Agree it could be cam timing, but check the easy stuff first.
*Spark plug wire order
*Ignition timing
*Has the outer ring on the damper slipped?
*If you changed timing covers, the location of the timing tab on the cover has moved over the years. Setting ignition timing with the wrong cover will advance or retard the ignition timing.
 
The distributor will in no way whatsoever affect cylinder pressure. No way no how. You can throw it in the ditch and cylinder pressure will be the same.
 
The distributor will in no way whatsoever affect cylinder pressure. No way no how. You can throw it in the ditch and cylinder pressure will be the same.
I was reacting to the statement that the motor was hard to start, no power,,,I saw the low compression comment, but without seeing a number it’s hard to tell how low is what low is.
It could be a bit low because the rings have not seated yet.
I was suggesting check the easy stuff first.
 
I was reacting to the statement that the motor was hard to start, no power,,,I saw the low compression comment, but without seeing a number it’s hard to tell how low is what low is.
It could be a bit low because the rings have not seated yet.
I was suggesting check the easy stuff first.
He said 90PSI.
 
The head for the truck is stuck in machine shop jail. I made the mistake of thinking it would be done soon. Haha. The block is going back together this weekend and I'm going to reassemble it all and put it back in the truck, then add the head when I get it back. That way I can move the truck out sooner and get back on the Dart. Summer is coming!

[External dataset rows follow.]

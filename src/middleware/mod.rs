mod json_error;
mod panic;

pub use json_error::json_error_middleware;
pub use panic::catch_panic_layer;
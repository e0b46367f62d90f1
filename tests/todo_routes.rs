use std::sync::Arc;

use async_trait::async_trait;
use axum::{
    Router,
    body::{self, Body},
    http::{Request, StatusCode},
};
use sea_orm::DbErr;
use serde_json::json;
use tower::ServiceExt;
use uuid::Uuid;

use todo_server::{
    db::{
        dao::{DaoLayerError, DaoResult},
        entities::todo_item,
        repository::{NewTodo, TodoRepository},
    },
    routes::API_PREFIX,
    test_helpers::{test_router, test_router_with},
};

fn api_path(path: &str) -> String {
    format!("{API_PREFIX}{path}")
}

async fn json_response(app: &Router, request: Request<Body>) -> (StatusCode, serde_json::Value) {
    let response = app
        .clone()
        .oneshot(request)
        .await
        .expect("request should succeed");
    let status = response.status();
    let body = body::to_bytes(response.into_body(), usize::MAX)
        .await
        .expect("body should read");
    let json = if body.is_empty() {
        serde_json::Value::Null
    } else {
        serde_json::from_slice(&body).expect("body should be json")
    };
    (status, json)
}

fn json_request(method: &str, path: &str, body: serde_json::Value) -> Request<Body> {
    Request::builder()
        .method(method)
        .uri(api_path(path))
        .header("content-type", "application/json")
        .body(Body::from(body.to_string()))
        .unwrap()
}

fn empty_request(method: &str, path: &str) -> Request<Body> {
    Request::builder()
        .method(method)
        .uri(api_path(path))
        .body(Body::empty())
        .unwrap()
}

async fn create_todo(app: &Router, body: serde_json::Value) -> serde_json::Value {
    let (status, json) = json_response(app, json_request("POST", "/todos", body)).await;
    assert_eq!(status, StatusCode::CREATED);
    json["data"].clone()
}

#[tokio::test]
async fn health_reports_ok() {
    let (app, _) = test_router();
    let (status, json) = json_response(&app, empty_request("GET", "/health")).await;

    assert_eq!(status, StatusCode::OK);
    assert_eq!(json["data"]["ok"], true);
}

#[tokio::test]
async fn create_returns_created_item() {
    let (app, _) = test_router();
    let (status, json) = json_response(
        &app,
        json_request("POST", "/todos", json!({ "task": "buy milk", "isDone": 0 })),
    )
    .await;

    assert_eq!(status, StatusCode::CREATED);
    assert_eq!(json["status"], 201);
    assert_eq!(json["message"], "created");
    let item = &json["data"];
    assert_eq!(item["task"], "buy milk");
    assert_eq!(item["isDone"], 0);
    let id = item["id"].as_str().expect("id should be a string");
    Uuid::parse_str(id).expect("id should be a uuid");
    assert!(item.get("deletedAt").is_none());
}

#[tokio::test]
async fn create_accepts_boolean_flag_and_defaults_missing_flag() {
    let (app, _) = test_router();

    let done = create_todo(&app, json!({ "task": "done already", "isDone": true })).await;
    let open = create_todo(&app, json!({ "task": "still open" })).await;

    assert_eq!(done["isDone"], 1);
    assert_eq!(open["isDone"], 0);
}

#[tokio::test]
async fn create_rejects_invalid_input() {
    let (app, repo) = test_router();
    let bodies = [
        json!({ "task": "" }),
        json!({ "task": "   " }),
        json!({ "isDone": 1 }),
        json!({ "task": "x", "isDone": 2 }),
        json!({ "task": "x", "owner": "me" }),
    ];

    for body in bodies {
        let (status, json) =
            json_response(&app, json_request("POST", "/todos", body.clone())).await;
        assert_eq!(status, StatusCode::BAD_REQUEST, "{body}");
        assert_eq!(json["status"], 400);
        assert!(json["data"].is_null());
    }

    assert!(repo.snapshot().await.is_empty());
}

#[tokio::test]
async fn create_rejects_malformed_json() {
    let (app, _) = test_router();
    let request = Request::builder()
        .method("POST")
        .uri(api_path("/todos"))
        .header("content-type", "application/json")
        .body(Body::from("{\"task\":"))
        .unwrap();

    let (status, json) = json_response(&app, request).await;
    assert_eq!(status, StatusCode::BAD_REQUEST);
    assert!(json["message"].as_str().is_some());
}

#[tokio::test]
async fn create_without_json_content_type_is_unsupported() {
    let (app, repo) = test_router();
    let request = Request::builder()
        .method("POST")
        .uri(api_path("/todos"))
        .body(Body::from(json!({ "task": "task" }).to_string()))
        .unwrap();

    let (status, json) = json_response(&app, request).await;
    assert_eq!(status, StatusCode::UNSUPPORTED_MEDIA_TYPE);
    assert_eq!(json["status"], 415);
    assert!(json["data"].is_null());
    assert!(repo.snapshot().await.is_empty());
}

#[tokio::test]
async fn create_with_oversized_body_is_too_large() {
    let (app, repo) = test_router();
    let task = "x".repeat(3 * 1024 * 1024);

    let (status, json) =
        json_response(&app, json_request("POST", "/todos", json!({ "task": task }))).await;
    assert_eq!(status, StatusCode::PAYLOAD_TOO_LARGE);
    assert_eq!(json["status"], 413);
    assert!(repo.snapshot().await.is_empty());
}

#[tokio::test]
async fn index_lists_items_in_creation_order() {
    let (app, _) = test_router();
    for task in ["task 1", "task 2", "task 3"] {
        create_todo(&app, json!({ "task": task })).await;
    }

    let (status, json) = json_response(&app, empty_request("GET", "/todos")).await;

    assert_eq!(status, StatusCode::OK);
    let tasks: Vec<_> = json["data"]
        .as_array()
        .expect("data should be a list")
        .iter()
        .map(|item| item["task"].as_str().unwrap_or_default().to_string())
        .collect();
    assert_eq!(tasks, ["task 1", "task 2", "task 3"]);
}

#[tokio::test]
async fn show_returns_item() {
    let (app, _) = test_router();
    let created = create_todo(&app, json!({ "task": "task 1" })).await;
    let id = created["id"].as_str().unwrap();

    let (status, json) = json_response(&app, empty_request("GET", &format!("/todos/{id}"))).await;

    assert_eq!(status, StatusCode::OK);
    assert_eq!(json["data"], created);
}

#[tokio::test]
async fn show_unknown_ids_are_not_found() {
    let (app, _) = test_router();

    for id in [Uuid::new_v4().to_string(), "missing-id".to_string()] {
        let (status, json) =
            json_response(&app, empty_request("GET", &format!("/todos/{id}"))).await;
        assert_eq!(status, StatusCode::NOT_FOUND, "{id}");
        assert_eq!(json["message"], "Todo item not found");
    }
}

#[tokio::test]
async fn patch_updates_only_present_fields() {
    let (app, _) = test_router();
    let created = create_todo(&app, json!({ "task": "buy milk", "isDone": 1 })).await;
    let id = created["id"].as_str().unwrap();

    let (status, json) = json_response(
        &app,
        json_request(
            "PATCH",
            &format!("/todos/{id}"),
            json!({ "task": "buy milk and eggs" }),
        ),
    )
    .await;

    assert_eq!(status, StatusCode::OK);
    assert_eq!(json["data"]["id"], created["id"]);
    assert_eq!(json["data"]["task"], "buy milk and eggs");
    assert_eq!(json["data"]["isDone"], 1);
}

#[tokio::test]
async fn put_is_accepted_as_update() {
    let (app, _) = test_router();
    let created = create_todo(&app, json!({ "task": "task" })).await;
    let id = created["id"].as_str().unwrap();

    let (status, json) = json_response(
        &app,
        json_request("PUT", &format!("/todos/{id}"), json!({ "isDone": 1 })),
    )
    .await;

    assert_eq!(status, StatusCode::OK);
    assert_eq!(json["data"]["task"], "task");
    assert_eq!(json["data"]["isDone"], 1);
}

#[tokio::test]
async fn update_validates_before_lookup() {
    let (app, _) = test_router();
    let created = create_todo(&app, json!({ "task": "task" })).await;
    let id = created["id"].as_str().unwrap();

    let (status, _) = json_response(
        &app,
        json_request("PATCH", &format!("/todos/{id}"), json!({ "task": "" })),
    )
    .await;
    assert_eq!(status, StatusCode::BAD_REQUEST);

    let (status, _) = json_response(
        &app,
        json_request(
            "PATCH",
            &format!("/todos/{}", Uuid::new_v4()),
            json!({ "task": "valid" }),
        ),
    )
    .await;
    assert_eq!(status, StatusCode::NOT_FOUND);
}

#[tokio::test]
async fn delete_soft_deletes_item() {
    let (app, repo) = test_router();
    let created = create_todo(&app, json!({ "task": "task" })).await;
    let id = created["id"].as_str().unwrap();
    let path = format!("/todos/{id}");

    let (status, body) = json_response(&app, empty_request("DELETE", &path)).await;
    assert_eq!(status, StatusCode::NO_CONTENT);
    assert!(body.is_null());

    let (status, _) = json_response(&app, empty_request("GET", &path)).await;
    assert_eq!(status, StatusCode::NOT_FOUND);

    let (_, list) = json_response(&app, empty_request("GET", "/todos")).await;
    assert_eq!(list["data"], json!([]));

    let (status, _) = json_response(
        &app,
        json_request("PATCH", &path, json!({ "task": "revived" })),
    )
    .await;
    assert_eq!(status, StatusCode::NOT_FOUND);

    let (status, _) = json_response(&app, empty_request("DELETE", &path)).await;
    assert_eq!(status, StatusCode::NOT_FOUND);

    let rows = repo.snapshot().await;
    assert_eq!(rows.len(), 1);
    assert!(rows[0].deleted_at.is_some());
    assert_eq!(rows[0].task, "task");
}

#[tokio::test]
async fn unknown_route_gets_json_envelope() {
    let (app, _) = test_router();
    let (status, json) = json_response(&app, empty_request("GET", "/nope")).await;

    assert_eq!(status, StatusCode::NOT_FOUND);
    assert_eq!(json["status"], 404);
}

#[tokio::test]
async fn wrong_method_keeps_its_status() {
    let (app, _) = test_router();
    let (status, json) = json_response(&app, empty_request("DELETE", "/todos")).await;

    assert_eq!(status, StatusCode::METHOD_NOT_ALLOWED);
    assert_eq!(json["status"], 405);
}

struct UnavailableRepository;

fn unavailable() -> DaoLayerError {
    DaoLayerError::Db(DbErr::Custom("database unavailable".to_string()))
}

#[async_trait]
impl TodoRepository for UnavailableRepository {
    async fn find_all(&self) -> DaoResult<Vec<todo_item::Model>> {
        Err(unavailable())
    }

    async fn find_one_or_fail(&self, _id: Uuid) -> DaoResult<todo_item::Model> {
        Err(unavailable())
    }

    async fn create(&self, _data: NewTodo) -> DaoResult<todo_item::Model> {
        Err(unavailable())
    }

    async fn save(&self, _item: todo_item::Model) -> DaoResult<todo_item::Model> {
        Err(unavailable())
    }

    async fn soft_delete(&self, _id: Uuid) -> DaoResult<()> {
        Err(unavailable())
    }
}

#[tokio::test]
async fn storage_failures_surface_as_server_errors() {
    let app = test_router_with(Arc::new(UnavailableRepository));

    let (status, json) = json_response(&app, empty_request("GET", "/todos")).await;
    assert_eq!(status, StatusCode::INTERNAL_SERVER_ERROR);
    assert_eq!(
        json["message"],
        "Find failed. Please check the logs for more details"
    );

    let (status, _) = json_response(
        &app,
        json_request("POST", "/todos", json!({ "task": "task" })),
    )
    .await;
    assert_eq!(status, StatusCode::INTERNAL_SERVER_ERROR);

    let (status, _) = json_response(
        &app,
        empty_request("GET", &format!("/todos/{}", Uuid::new_v4())),
    )
    .await;
    assert_eq!(status, StatusCode::INTERNAL_SERVER_ERROR);
}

Out of the blue, one of my competitors stopped working so I've been super swamped lately. It is for sure the feast after the famine. I can't complain too much, it's nice to see some moolah going into the checking account lately. And the heater for the shop took a crap as we hit the middle of winter, so I wasted a bunch of time trying to fix it, then replace it with a defective unit, and so on. I dug out my old stand-by so at least I can work without mukluks and parka. And Bernie Mittens! :D:D:D

Progress report, even though it's on the truck which is just like a Dart but bigger. Oil pump and dizzy are rebuilt. All the engine sheet metal is cleaned, prepped, and painted.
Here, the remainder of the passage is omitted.